== Prompt ==
Scan the material for the string "Debug" and copy out every line in which it occurs.

== Records for this exercise ==
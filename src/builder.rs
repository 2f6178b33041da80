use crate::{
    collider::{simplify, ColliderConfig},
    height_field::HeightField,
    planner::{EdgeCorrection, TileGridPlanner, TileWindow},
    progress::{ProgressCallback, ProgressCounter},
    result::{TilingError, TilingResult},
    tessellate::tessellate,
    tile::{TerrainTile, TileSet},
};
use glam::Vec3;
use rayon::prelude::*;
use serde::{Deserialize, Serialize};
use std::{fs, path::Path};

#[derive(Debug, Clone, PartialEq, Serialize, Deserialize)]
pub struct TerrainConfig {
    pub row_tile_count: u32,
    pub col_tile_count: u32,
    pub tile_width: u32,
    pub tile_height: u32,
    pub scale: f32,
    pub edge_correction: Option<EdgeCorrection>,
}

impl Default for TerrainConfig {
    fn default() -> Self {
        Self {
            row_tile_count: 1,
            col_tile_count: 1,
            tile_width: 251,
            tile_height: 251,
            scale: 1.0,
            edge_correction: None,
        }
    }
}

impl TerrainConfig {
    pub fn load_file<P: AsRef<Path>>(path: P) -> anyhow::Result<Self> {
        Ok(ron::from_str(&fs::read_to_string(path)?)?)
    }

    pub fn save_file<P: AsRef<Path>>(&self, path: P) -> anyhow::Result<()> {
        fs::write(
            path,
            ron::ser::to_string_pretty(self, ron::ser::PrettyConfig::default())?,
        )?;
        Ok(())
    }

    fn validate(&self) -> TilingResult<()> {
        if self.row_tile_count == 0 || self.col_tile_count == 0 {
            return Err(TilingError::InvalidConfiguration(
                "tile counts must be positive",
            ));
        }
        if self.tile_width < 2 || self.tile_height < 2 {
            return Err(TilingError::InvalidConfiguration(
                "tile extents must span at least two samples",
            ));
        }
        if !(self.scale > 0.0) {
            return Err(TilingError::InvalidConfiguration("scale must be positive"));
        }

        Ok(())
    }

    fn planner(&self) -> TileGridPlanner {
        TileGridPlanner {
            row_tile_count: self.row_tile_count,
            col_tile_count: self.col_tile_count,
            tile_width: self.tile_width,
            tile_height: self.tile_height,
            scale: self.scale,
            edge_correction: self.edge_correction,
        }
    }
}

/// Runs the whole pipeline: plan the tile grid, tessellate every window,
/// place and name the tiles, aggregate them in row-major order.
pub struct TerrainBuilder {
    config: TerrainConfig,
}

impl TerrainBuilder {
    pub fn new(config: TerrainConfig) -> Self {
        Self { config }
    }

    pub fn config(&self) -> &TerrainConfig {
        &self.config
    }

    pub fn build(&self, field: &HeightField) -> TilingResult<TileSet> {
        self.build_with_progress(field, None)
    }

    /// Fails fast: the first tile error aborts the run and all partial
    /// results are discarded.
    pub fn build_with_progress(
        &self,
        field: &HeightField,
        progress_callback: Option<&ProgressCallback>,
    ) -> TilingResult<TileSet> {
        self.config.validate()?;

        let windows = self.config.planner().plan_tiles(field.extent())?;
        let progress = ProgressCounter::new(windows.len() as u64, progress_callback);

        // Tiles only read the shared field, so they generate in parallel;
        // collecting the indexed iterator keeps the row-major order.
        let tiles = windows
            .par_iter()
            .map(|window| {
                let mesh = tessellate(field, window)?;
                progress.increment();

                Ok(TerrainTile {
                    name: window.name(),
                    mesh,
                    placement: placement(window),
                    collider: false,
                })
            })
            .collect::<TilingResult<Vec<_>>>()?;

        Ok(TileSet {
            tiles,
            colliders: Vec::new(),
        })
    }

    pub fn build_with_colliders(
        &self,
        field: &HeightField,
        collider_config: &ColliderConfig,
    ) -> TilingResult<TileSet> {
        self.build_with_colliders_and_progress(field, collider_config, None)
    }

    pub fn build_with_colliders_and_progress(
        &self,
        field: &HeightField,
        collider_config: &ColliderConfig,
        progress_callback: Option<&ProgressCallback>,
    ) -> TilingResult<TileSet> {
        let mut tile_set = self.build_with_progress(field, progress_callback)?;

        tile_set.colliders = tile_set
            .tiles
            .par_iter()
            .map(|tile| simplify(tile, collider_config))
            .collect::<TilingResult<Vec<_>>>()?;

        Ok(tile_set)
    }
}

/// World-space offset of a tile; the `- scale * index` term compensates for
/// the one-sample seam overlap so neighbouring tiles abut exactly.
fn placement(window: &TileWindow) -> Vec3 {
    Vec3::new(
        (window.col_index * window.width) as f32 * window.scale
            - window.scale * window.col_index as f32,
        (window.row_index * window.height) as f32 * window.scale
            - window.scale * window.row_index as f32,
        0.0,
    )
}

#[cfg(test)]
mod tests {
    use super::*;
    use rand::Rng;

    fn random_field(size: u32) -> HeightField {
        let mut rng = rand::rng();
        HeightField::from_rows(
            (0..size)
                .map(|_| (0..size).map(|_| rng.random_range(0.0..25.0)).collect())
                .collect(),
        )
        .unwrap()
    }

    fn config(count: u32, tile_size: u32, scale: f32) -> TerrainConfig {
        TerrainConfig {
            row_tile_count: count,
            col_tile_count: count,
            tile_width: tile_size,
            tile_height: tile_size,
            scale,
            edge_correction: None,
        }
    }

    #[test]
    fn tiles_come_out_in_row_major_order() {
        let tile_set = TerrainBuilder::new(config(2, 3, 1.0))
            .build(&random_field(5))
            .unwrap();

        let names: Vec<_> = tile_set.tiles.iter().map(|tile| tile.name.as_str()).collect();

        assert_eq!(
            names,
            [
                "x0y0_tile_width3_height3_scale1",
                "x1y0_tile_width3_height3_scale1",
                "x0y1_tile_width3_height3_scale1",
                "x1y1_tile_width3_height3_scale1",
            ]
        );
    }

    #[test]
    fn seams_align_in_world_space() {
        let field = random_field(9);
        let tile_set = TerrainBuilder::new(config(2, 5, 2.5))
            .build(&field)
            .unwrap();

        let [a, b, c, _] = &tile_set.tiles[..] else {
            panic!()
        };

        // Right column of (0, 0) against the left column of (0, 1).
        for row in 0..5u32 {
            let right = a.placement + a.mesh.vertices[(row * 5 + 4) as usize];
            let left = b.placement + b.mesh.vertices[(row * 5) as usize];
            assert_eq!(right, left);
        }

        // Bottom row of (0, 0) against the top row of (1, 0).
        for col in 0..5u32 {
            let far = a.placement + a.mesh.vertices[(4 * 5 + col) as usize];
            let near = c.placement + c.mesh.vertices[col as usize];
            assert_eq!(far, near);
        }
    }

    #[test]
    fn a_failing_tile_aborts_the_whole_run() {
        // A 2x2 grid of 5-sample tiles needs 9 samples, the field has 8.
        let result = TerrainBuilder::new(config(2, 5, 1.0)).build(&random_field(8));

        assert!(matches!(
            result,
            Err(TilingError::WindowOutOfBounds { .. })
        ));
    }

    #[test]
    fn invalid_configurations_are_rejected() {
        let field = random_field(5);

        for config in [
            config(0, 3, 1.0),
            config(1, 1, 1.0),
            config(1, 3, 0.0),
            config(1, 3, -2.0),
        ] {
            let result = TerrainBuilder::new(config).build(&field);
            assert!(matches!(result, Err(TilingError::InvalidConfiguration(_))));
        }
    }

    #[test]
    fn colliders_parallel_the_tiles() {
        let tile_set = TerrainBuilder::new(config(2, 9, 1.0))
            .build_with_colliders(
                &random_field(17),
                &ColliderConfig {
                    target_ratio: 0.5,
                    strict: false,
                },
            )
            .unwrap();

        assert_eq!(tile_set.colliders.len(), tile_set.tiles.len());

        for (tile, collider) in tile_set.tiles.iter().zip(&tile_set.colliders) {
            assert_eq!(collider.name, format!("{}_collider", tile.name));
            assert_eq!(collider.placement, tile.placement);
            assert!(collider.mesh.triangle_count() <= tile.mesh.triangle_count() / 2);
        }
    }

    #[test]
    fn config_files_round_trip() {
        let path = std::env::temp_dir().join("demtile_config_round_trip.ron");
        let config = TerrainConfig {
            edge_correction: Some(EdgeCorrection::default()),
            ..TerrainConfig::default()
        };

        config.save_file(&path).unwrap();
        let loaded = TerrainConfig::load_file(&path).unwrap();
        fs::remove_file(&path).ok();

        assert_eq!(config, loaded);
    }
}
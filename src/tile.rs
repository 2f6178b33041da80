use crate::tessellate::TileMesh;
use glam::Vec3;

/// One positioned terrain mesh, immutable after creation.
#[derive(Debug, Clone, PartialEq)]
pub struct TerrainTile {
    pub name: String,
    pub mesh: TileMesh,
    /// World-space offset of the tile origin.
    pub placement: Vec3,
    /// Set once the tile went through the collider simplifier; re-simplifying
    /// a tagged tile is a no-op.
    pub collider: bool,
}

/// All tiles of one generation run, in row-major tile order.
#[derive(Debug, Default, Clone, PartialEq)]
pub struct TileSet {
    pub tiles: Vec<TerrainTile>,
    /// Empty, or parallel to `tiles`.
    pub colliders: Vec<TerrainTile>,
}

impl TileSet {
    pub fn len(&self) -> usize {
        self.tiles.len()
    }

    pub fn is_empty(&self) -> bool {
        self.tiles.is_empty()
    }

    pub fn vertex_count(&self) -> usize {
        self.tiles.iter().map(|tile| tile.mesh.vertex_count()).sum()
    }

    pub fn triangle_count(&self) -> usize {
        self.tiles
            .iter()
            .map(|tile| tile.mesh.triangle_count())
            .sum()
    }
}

== Response below ==
#[derive(Debug, Clone, PartialEq, Serialize, Deserialize)]
#[derive(Debug, Clone, PartialEq)]
#[derive(Debug, Default, Clone, PartialEq)]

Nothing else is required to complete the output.